“It’s okay, baby,” Harley Quinn tells an agitated Joker at the end of the newest trailer for Joker: Folie à Deux. “Let’s give the people what they want.”
What people want, apparently, is Harley Quinn herself. First introduced in an episode of Batman: The Animated Series, Harley has grown to become one of the most popular characters in the DC Universe. Through most of her history, Harley has been the quintessential battered girlfriend, a woman who lost her own identity under that of her abusive, controlling boyfriend.
Harley Quinn began as Dr. Harleen Quinzel, a psychiatrist at Arkham Asylum tasked with studying the Joker. The more she learned about the Joker, the more enamored with him she became, to the point that she lost all sense of herself and became a henchman.
The trailer for Folie à Deux features a very different take on their dynamic. Instead, Harley (Lady Gaga) appears to be a fellow inmate in Arkham, not a doctor helping patients. And rather than follow the Joker’s lead, she’s egging on Arthur Fleck (Joaquin Phoenix). In what appears to be a foundational moment, Harley smashes a storefront window to steal a television broadcasting an interview with Arthur. In these scenes, it’s her desire and agency driving her actions, not those of the Joker.
On one hand, this revision fits with work that has been done recently to move Harley out of the Joker’s shadow and into her own. The romance between Harley and Poison Ivy, seen in both the comics and in the television series Harley Quinn demonstrates how being in a loving and supportive relationship allows her to be herself. Likewise, Margot Robbie’s take in both Birds of Prey: And the Fantabulous Emancipation of One Harley Quinn and The Suicide Squad is very much that of a woman moving away from an abusive relationship (one that got romanticized in Suicide Squad).
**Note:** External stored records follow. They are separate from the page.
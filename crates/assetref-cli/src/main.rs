//! AssetRef CLI
//!
//! Command-line interface for finding the scenes and prefabs that reference
//! a script.

use anyhow::{Context, Result};
use assetref_indexer::watcher::forward_changes;
use assetref_indexer::{
    AssetIndex, CocosUuidCodec, FileWatcher, IndexConfig, IndexerError, ReferenceReport,
    ReferenceScanner, TokenCodec, WatcherOptions,
};
use clap::{Parser, Subcommand};
use std::path::{Path, PathBuf};
use std::time::Duration;
use tokio::io::{AsyncBufReadExt, BufReader};
use tracing_subscriber::EnvFilter;

#[derive(Parser)]
#[command(name = "assetref")]
#[command(about = "AssetRef - find the scenes and prefabs that reference a script")]
#[command(version)]
struct Cli {
    /// Project root (default: current directory)
    #[arg(short, long, global = true, default_value = ".")]
    project: PathBuf,

    /// Config file (default: <project>/.assetref.yaml, then the user config)
    #[arg(short, long, global = true)]
    config: Option<PathBuf>,

    #[command(subcommand)]
    command: Commands,
}

#[derive(Subcommand)]
enum Commands {
    /// Find the documents that reference a file
    Find {
        /// Script to look up
        file: PathBuf,

        /// Print the report as JSON
        #[arg(long)]
        json: bool,
    },

    /// Watch the project and answer one query per line on stdin
    Watch,

    /// Print the compressed token for a uuid
    Token {
        /// Dashed uuid
        uuid: String,

        /// Print the 22-character form (2 hex digits kept)
        #[arg(long)]
        min: bool,
    },
}

#[tokio::main]
async fn main() -> Result<()> {
    let cli = Cli::parse();

    let config = match &cli.config {
        Some(path) => IndexConfig::load_from(path)
            .with_context(|| format!("Failed to load config from {}", path.display()))?,
        None => IndexConfig::load(&cli.project),
    };

    tracing_subscriber::fmt()
        .with_env_filter(
            EnvFilter::try_from_default_env().unwrap_or_else(|_| EnvFilter::new(&config.log_level)),
        )
        .with_target(false)
        .with_writer(std::io::stderr)
        .init();

    match cli.command {
        Commands::Find { file, json } => cmd_find(&cli.project, &config, &file, json).await,
        Commands::Watch => cmd_watch(&cli.project, &config).await,
        Commands::Token { uuid, min } => cmd_token(&uuid, min),
    }
}

fn build_scanner(project: &Path, config: &IndexConfig) -> Result<ReferenceScanner> {
    let index = AssetIndex::for_project(project, config).context("Failed to open project")?;
    Ok(ReferenceScanner::new(index).with_max_concurrent_reads(config.max_concurrent_reads))
}

async fn cmd_find(project: &Path, config: &IndexConfig, file: &Path, json: bool) -> Result<()> {
    let scanner = build_scanner(project, config)?;
    let file = file
        .canonicalize()
        .with_context(|| format!("File not found: {}", file.display()))?;

    if !config.is_source_file(&file) {
        print_not_source(config);
        return Ok(());
    }

    match scanner.find_references(&file).await {
        Ok(report) if json => {
            println!("{}", serde_json::to_string_pretty(&report)?);
        }
        Ok(report) => print_report(&report),
        Err(e) => print_lookup_error(&file, &e)?,
    }

    Ok(())
}

async fn cmd_watch(project: &Path, config: &IndexConfig) -> Result<()> {
    let scanner = build_scanner(project, config)?;
    let index = scanner.index().clone();

    let assets = config.assets_root(project);
    let mut watcher = FileWatcher::new(WatcherOptions {
        debounce_duration: Duration::from_millis(config.debounce_ms),
        recursive: true,
    });
    watcher
        .watch(&assets)
        .with_context(|| format!("Failed to watch {}", assets.display()))?;
    tokio::spawn(forward_changes(watcher, index.clone(), config.meta_sync));

    // Populate ahead of the first query
    let warmup = index.clone();
    let delay = Duration::from_millis(config.warmup_delay_ms);
    tokio::spawn(async move {
        tokio::time::sleep(delay).await;
        if let Err(e) = warmup.ensure_fresh().await {
            tracing::warn!(error = %e, "Warm-up scan failed");
        }
    });

    println!("Watching {}", assets.display());
    println!("Enter a file path per line to list its references. Ctrl+D to quit.");

    let mut lines = BufReader::new(tokio::io::stdin()).lines();
    loop {
        tokio::select! {
            line = lines.next_line() => {
                let Some(line) = line? else { break };
                let line = line.trim();
                if line.is_empty() {
                    continue;
                }
                answer_query(&scanner, config, &project.join(line)).await;
            }
            _ = tokio::signal::ctrl_c() => break,
        }
    }

    Ok(())
}

/// Answer one query from the watch session; a failed lookup is reported
/// and the session goes on.
async fn answer_query(scanner: &ReferenceScanner, config: &IndexConfig, file: &Path) {
    if let Err(e) = lookup(scanner, config, file).await {
        println!("✗ Error: {:#}", e);
    }
}

async fn lookup(scanner: &ReferenceScanner, config: &IndexConfig, file: &Path) -> Result<()> {
    let file = match file.canonicalize() {
        Ok(file) => file,
        Err(_) => {
            println!("File not found: {}", file.display());
            return Ok(());
        }
    };

    if !config.is_source_file(&file) {
        print_not_source(config);
        return Ok(());
    }

    match scanner.find_references(&file).await {
        Ok(report) => print_report(&report),
        Err(e) => print_lookup_error(&file, &e)?,
    }

    Ok(())
}

fn cmd_token(uuid: &str, min: bool) -> Result<()> {
    let codec = if min {
        CocosUuidCodec::min()
    } else {
        CocosUuidCodec::new()
    };
    let token = codec.compress(uuid);
    if token == uuid {
        anyhow::bail!("Not a uuid: {}", uuid);
    }
    println!("{}", token);
    Ok(())
}

fn print_report(report: &ReferenceReport) {
    let name = report
        .target
        .file_name()
        .map(|n| n.to_string_lossy().to_string())
        .unwrap_or_default();

    if let Some(reason) = &report.degraded {
        println!("Warning: results may be incomplete ({})", reason);
    }
    println!("References of [{}]:", name);
    println!("File count {}.", report.count());
    for (i, reference) in report.matches.iter().enumerate() {
        println!("[{}] {}", i + 1, reference.display());
    }
}

fn print_not_source(config: &IndexConfig) {
    let allowed = config.source_extensions.join("/");
    println!("Only {} files can be looked up.", allowed);
}

/// Missing metadata is an expected outcome; anything else is a real error.
fn print_lookup_error(file: &Path, error: &IndexerError) -> Result<()> {
    match error {
        IndexerError::MetadataNotFound(meta) => {
            println!(
                "No references possible: {} does not exist.",
                meta.display()
            );
            Ok(())
        }
        IndexerError::IdentifierMissing(meta) => {
            println!("No references possible: no uuid in {}.", meta.display());
            Ok(())
        }
        other => {
            let file = file.display();
            Err(anyhow::anyhow!("Lookup of {} failed: {}", file, other))
        }
    }
}
//! Configuration for the asset reference index.

use crate::IndexerError;
use serde::{Deserialize, Serialize};
use std::path::{Path, PathBuf};

/// Name of the per-project config file, looked up in the project root.
pub const PROJECT_CONFIG_FILE: &str = ".assetref.yaml";

/// Index configuration
#[derive(Debug, Clone, Serialize, Deserialize)]
pub struct IndexConfig {
    /// Project subtree holding candidate documents, relative to the project root
    #[serde(default = "default_assets_dir")]
    pub assets_dir: PathBuf,

    /// Extensions of candidate documents (one seed sub-scan per extension)
    #[serde(default = "default_extensions")]
    pub extensions: Vec<String>,

    /// Extensions of files that may be queried for references
    #[serde(default = "default_source_extensions")]
    pub source_extensions: Vec<String>,

    /// Upper bound on candidate files read concurrently during a query
    #[serde(default = "default_max_concurrent_reads")]
    pub max_concurrent_reads: usize,

    /// Whether the seed scan follows symlinks
    #[serde(default)]
    pub follow_symlinks: bool,

    /// Keep `.meta` sidecars in step with deleted and renamed files
    #[serde(default = "default_meta_sync")]
    pub meta_sync: bool,

    /// Delay before the watch loop pre-populates the index
    #[serde(default = "default_warmup_delay_ms")]
    pub warmup_delay_ms: u64,

    /// Watcher debounce window
    #[serde(default = "default_debounce_ms")]
    pub debounce_ms: u64,

    /// Log level (trace, debug, info, warn, error)
    #[serde(default = "default_log_level")]
    pub log_level: String,
}

fn default_assets_dir() -> PathBuf {
    PathBuf::from("assets")
}

fn default_extensions() -> Vec<String> {
    vec![
        "fire".to_string(),
        "scene".to_string(),
        "prefab".to_string(),
    ]
}

fn default_source_extensions() -> Vec<String> {
    vec!["ts".to_string(), "js".to_string()]
}

fn default_max_concurrent_reads() -> usize {
    64
}

fn default_meta_sync() -> bool {
    true
}

fn default_warmup_delay_ms() -> u64 {
    1000
}

fn default_debounce_ms() -> u64 {
    500
}

fn default_log_level() -> String {
    "info".to_string()
}

impl Default for IndexConfig {
    fn default() -> Self {
        Self {
            assets_dir: default_assets_dir(),
            extensions: default_extensions(),
            source_extensions: default_source_extensions(),
            max_concurrent_reads: default_max_concurrent_reads(),
            follow_symlinks: false,
            meta_sync: default_meta_sync(),
            warmup_delay_ms: default_warmup_delay_ms(),
            debounce_ms: default_debounce_ms(),
            log_level: default_log_level(),
        }
    }
}

impl IndexConfig {
    /// Load configuration for a project, falling back to defaults.
    ///
    /// The project file wins over the user config file; unreadable or
    /// malformed files are logged and skipped.
    pub fn load(project_root: &Path) -> Self {
        let candidates = [
            Some(project_root.join(PROJECT_CONFIG_FILE)),
            dirs::config_dir().map(|dir| dir.join("assetref").join("config.yaml")),
        ];

        for path in candidates.into_iter().flatten() {
            if !path.exists() {
                continue;
            }
            match Self::load_from(&path) {
                Ok(config) => {
                    tracing::debug!(path = %path.display(), "Loaded config");
                    return config;
                }
                Err(e) => {
                    tracing::warn!(path = %path.display(), "Failed to load config file: {}", e);
                }
            }
        }

        Self::default()
    }

    /// Load configuration from a specific path
    pub fn load_from(path: &Path) -> Result<Self, IndexerError> {
        let content = std::fs::read_to_string(path)?;
        let config = serde_yaml::from_str(&content)?;
        Ok(config)
    }

    /// Absolute assets directory for a project root
    pub fn assets_root(&self, project_root: &Path) -> PathBuf {
        project_root.join(&self.assets_dir)
    }

    /// Whether `path` may be the target of a reference query
    pub fn is_source_file(&self, path: &Path) -> bool {
        path.extension()
            .and_then(|e| e.to_str())
            .map(|ext| self.source_extensions.iter().any(|candidate| candidate == ext))
            .unwrap_or(false)
    }
}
From this perspective, Folie à Deux‘s revision of the core dynamic allows Harley to retain some agency, even if she’s still paired with the Joker. That greater agency is hinted at with the song that Harley sings at the end of the trailer, “Get Happy.” In the filmed version of the song, from the 1950 musical Summer Stock, Judy Garland sings about judgment day in a dapper suit, bossing around the various male dancers moving around her. That scene could inspire the way that Harley and Arthur interact in the film.
On the other hand, the at best muddled and at worst toxic viewpoint of the first Joker raises some concern. Will director Todd Philips and his co-writer Scott Silver present Harley as just one more oppressor of poor, misunderstood Arthur Fleck?
The trailer doesn’t give us enough to go on either way. Hopefully, the role reversal will continue exploring Harley Quinn as an interesting, three-dimensional character, neither a simple victim or victimizer. But if Folie à Deux follows in the footsteps of the first Joker and wastes too much time copying Scorsese and pushing buttons to develop a coherent viewpoint, the audience could once again come to their own conclusions – conclusions based on toxic word views – and bring Harley back to where she started.
Joker: Folie à Deux debuts in theaters on October 4, 2024.